Required action: Give back every entry below, unchanged.

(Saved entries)
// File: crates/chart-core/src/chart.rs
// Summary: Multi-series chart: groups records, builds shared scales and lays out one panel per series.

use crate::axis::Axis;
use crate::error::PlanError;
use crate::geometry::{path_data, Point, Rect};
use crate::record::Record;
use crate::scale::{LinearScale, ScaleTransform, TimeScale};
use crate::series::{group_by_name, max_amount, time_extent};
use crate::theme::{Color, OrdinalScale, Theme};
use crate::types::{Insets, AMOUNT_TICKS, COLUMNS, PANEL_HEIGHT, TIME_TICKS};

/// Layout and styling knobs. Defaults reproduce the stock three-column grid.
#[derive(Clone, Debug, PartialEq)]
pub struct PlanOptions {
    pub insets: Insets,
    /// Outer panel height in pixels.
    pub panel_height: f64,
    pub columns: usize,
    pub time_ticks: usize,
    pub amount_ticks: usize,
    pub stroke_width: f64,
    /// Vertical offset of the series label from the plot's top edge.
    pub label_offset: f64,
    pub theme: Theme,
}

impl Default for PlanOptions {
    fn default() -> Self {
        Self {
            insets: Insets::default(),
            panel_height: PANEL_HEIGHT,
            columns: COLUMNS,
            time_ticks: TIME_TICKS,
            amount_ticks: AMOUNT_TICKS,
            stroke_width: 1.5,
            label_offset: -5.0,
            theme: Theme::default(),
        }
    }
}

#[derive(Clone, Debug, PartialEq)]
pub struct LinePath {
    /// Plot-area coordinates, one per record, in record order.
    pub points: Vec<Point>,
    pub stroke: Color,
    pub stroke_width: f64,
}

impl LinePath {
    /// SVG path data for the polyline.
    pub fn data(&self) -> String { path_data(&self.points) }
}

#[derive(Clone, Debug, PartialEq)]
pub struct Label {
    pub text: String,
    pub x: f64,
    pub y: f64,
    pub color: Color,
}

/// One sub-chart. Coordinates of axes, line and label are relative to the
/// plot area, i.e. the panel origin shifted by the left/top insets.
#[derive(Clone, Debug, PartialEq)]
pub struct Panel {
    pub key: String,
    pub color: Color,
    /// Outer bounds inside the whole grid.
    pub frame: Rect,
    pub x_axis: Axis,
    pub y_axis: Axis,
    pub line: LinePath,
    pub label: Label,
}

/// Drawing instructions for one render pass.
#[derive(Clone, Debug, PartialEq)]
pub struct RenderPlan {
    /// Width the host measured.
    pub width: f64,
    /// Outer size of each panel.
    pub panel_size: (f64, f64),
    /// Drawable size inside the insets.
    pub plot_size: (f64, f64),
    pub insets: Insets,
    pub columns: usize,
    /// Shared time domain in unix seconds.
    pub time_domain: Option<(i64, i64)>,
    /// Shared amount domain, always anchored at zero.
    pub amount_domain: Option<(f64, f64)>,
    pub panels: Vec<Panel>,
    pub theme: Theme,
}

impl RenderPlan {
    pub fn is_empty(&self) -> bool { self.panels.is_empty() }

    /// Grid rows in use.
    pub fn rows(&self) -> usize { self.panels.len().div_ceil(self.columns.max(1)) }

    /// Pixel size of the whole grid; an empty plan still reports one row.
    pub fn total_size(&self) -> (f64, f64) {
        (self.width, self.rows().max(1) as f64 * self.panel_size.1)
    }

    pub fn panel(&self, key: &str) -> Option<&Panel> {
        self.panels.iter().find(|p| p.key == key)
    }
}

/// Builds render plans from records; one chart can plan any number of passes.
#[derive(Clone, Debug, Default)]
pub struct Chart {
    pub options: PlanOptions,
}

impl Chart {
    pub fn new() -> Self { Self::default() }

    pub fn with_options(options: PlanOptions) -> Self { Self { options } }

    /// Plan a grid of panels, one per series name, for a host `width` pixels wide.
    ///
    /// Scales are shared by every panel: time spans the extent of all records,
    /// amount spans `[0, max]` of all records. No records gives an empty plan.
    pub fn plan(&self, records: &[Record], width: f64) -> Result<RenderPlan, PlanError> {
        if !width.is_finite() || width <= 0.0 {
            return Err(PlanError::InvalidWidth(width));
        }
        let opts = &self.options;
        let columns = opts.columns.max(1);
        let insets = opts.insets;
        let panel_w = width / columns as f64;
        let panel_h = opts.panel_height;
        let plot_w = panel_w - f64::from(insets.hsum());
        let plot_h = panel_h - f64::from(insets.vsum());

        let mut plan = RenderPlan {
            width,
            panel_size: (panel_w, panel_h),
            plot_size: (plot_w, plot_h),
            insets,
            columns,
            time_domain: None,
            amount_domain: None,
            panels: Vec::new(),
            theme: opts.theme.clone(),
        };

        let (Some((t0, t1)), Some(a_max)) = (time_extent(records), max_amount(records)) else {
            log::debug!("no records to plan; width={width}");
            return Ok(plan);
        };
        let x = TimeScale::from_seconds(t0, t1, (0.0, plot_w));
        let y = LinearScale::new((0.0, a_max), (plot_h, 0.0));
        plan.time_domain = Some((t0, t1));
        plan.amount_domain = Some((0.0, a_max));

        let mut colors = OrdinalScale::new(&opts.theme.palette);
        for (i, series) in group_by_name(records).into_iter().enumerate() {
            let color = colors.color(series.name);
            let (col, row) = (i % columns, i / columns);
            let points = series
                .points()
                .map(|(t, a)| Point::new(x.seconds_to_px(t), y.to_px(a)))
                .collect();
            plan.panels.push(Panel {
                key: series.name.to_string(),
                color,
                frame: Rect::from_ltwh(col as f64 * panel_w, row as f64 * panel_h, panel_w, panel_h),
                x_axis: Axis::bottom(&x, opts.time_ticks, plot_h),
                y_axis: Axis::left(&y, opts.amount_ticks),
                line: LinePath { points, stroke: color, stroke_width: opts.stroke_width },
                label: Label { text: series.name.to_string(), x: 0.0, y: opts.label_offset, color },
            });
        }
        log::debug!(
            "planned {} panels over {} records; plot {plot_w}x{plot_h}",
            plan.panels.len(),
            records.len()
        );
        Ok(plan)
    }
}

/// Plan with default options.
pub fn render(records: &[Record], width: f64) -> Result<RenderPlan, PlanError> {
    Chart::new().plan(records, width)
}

Solved exercise:
// File: crates/chart-core/src/chart.rs
// Summary: Multi-series chart: groups records, builds shared scales and lays out one panel per series.

use crate::axis::Axis;
use crate::error::PlanError;
use crate::geometry::{path_data, Point, Rect};
use crate::record::Record;
use crate::scale::{LinearScale, ScaleTransform, TimeScale};
use crate::series::{group_by_name, max_amount, time_extent};
use crate::theme::{Color, OrdinalScale, Theme};
use crate::types::{Insets, AMOUNT_TICKS, COLUMNS, PANEL_HEIGHT, TIME_TICKS};

/// Layout and styling knobs. Defaults reproduce the stock three-column grid.
#[derive(Clone, Debug, PartialEq)]
pub struct PlanOptions {
    pub insets: Insets,
    /// Outer panel height in pixels.
    pub panel_height: f64,
    pub columns: usize,
    pub time_ticks: usize,
    pub amount_ticks: usize,
    pub stroke_width: f64,
    /// Vertical offset of the series label from the plot's top edge.
    pub label_offset: f64,
    pub theme: Theme,
}

impl Default for PlanOptions {
    fn default() -> Self {
        Self {
            insets: Insets::default(),
            panel_height: PANEL_HEIGHT,
            columns: COLUMNS,
            time_ticks: TIME_TICKS,
            amount_ticks: AMOUNT_TICKS,
            stroke_width: 1.5,
            label_offset: -5.0,
            theme: Theme::default(),
        }
    }
}

#[derive(Clone, Debug, PartialEq)]
pub struct LinePath {
    /// Plot-area coordinates, one per record, in record order.
    pub points: Vec<Point>,
    pub stroke: Color,
    pub stroke_width: f64,
}

impl LinePath {
    /// SVG path data for the polyline.
    pub fn data(&self) -> String { path_data(&self.points) }
}

#[derive(Clone, Debug, PartialEq)]
pub struct Label {
    pub text: String,
    pub x: f64,
    pub y: f64,
    pub color: Color,
}

/// One sub-chart. Coordinates of axes, line and label are relative to the
/// plot area, i.e. the panel origin shifted by the left/top insets.
#[derive(Clone, Debug, PartialEq)]
pub struct Panel {
    pub key: String,
    pub color: Color,
    /// Outer bounds inside the whole grid.
    pub frame: Rect,
    pub x_axis: Axis,
    pub y_axis: Axis,
    pub line: LinePath,
    pub label: Label,
}

/// Drawing instructions for one render pass.
#[derive(Clone, Debug, PartialEq)]
pub struct RenderPlan {
    /// Width the host measured.
    pub width: f64,
    /// Outer size of each panel.
    pub panel_size: (f64, f64),
    /// Drawable size inside the insets.
    pub plot_size: (f64, f64),
    pub insets: Insets,
    pub columns: usize,
    /// Shared time domain in unix seconds.
    pub time_domain: Option<(i64, i64)>,
    /// Shared amount domain, always anchored at zero.
    pub amount_domain: Option<(f64, f64)>,
    pub panels: Vec<Panel>,
    pub theme: Theme,
}

impl RenderPlan {
    pub fn is_empty(&self) -> bool { self.panels.is_empty() }

    /// Grid rows in use.
    pub fn rows(&self) -> usize { self.panels.len().div_ceil(self.columns.max(1)) }

    /// Pixel size of the whole grid; an empty plan still reports one row.
    pub fn total_size(&self) -> (f64, f64) {
        (self.width, self.rows().max(1) as f64 * self.panel_size.1)
    }

    pub fn panel(&self, key: &str) -> Option<&Panel> {
        self.panels.iter().find(|p| p.key == key)
    }
}

/// Builds render plans from records; one chart can plan any number of passes.
#[derive(Clone, Debug, Default)]
pub struct Chart {
    pub options: PlanOptions,
}

impl Chart {
    pub fn new() -> Self { Self::default() }

    pub fn with_options(options: PlanOptions) -> Self { Self { options } }

    /// Plan a grid of panels, one per series name, for a host `width` pixels wide.
    ///
    /// Scales are shared by every panel: time spans the extent of all records,
    /// amount spans `[0, max]` of all records. No records gives an empty plan.
    pub fn plan(&self, records: &[Record], width: f64) -> Result<RenderPlan, PlanError> {
        if !width.is_finite() || width <= 0.0 {
            return Err(PlanError::InvalidWidth(width));
        }
        let opts = &self.options;
        let columns = opts.columns.max(1);
        let insets = opts.insets;
        let panel_w = width / columns as f64;
        let panel_h = opts.panel_height;
        let plot_w = panel_w - f64::from(insets.hsum());
        let plot_h = panel_h - f64::from(insets.vsum());

        let mut plan = RenderPlan {
            width,
            panel_size: (panel_w, panel_h),
            plot_size: (plot_w, plot_h),
            insets,
            columns,
            time_domain: None,
            amount_domain: None,
            panels: Vec::new(),
            theme: opts.theme.clone(),
        };

        let (Some((t0, t1)), Some(a_max)) = (time_extent(records), max_amount(records)) else {
            log::debug!("no records to plan; width={width}");
            return Ok(plan);
        };
        let x = TimeScale::from_seconds(t0, t1, (0.0, plot_w));
        let y = LinearScale::new((0.0, a_max), (plot_h, 0.0));
        plan.time_domain = Some((t0, t1));
        plan.amount_domain = Some((0.0, a_max));

        let mut colors = OrdinalScale::new(&opts.theme.palette);
        for (i, series) in group_by_name(records).into_iter().enumerate() {
            let color = colors.color(series.name);
            let (col, row) = (i % columns, i / columns);
            let points = series
                .points()
                .map(|(t, a)| Point::new(x.seconds_to_px(t), y.to_px(a)))
                .collect();
            plan.panels.push(Panel {
                key: series.name.to_string(),
                color,
                frame: Rect::from_ltwh(col as f64 * panel_w, row as f64 * panel_h, panel_w, panel_h),
                x_axis: Axis::bottom(&x, opts.time_ticks, plot_h),
                y_axis: Axis::left(&y, opts.amount_ticks),
                line: LinePath { points, stroke: color, stroke_width: opts.stroke_width },
                label: Label { text: series.name.to_string(), x: 0.0, y: opts.label_offset, color },
            });
        }
        log::debug!(
            "planned {} panels over {} records; plot {plot_w}x{plot_h}",
            plan.panels.len(),
            records.len()
        );
        Ok(plan)
    }
}

/// Plan with default options.
pub fn render(records: &[Record], width: f64) -> Result<RenderPlan, PlanError> {
    Chart::new().plan(records, width)
}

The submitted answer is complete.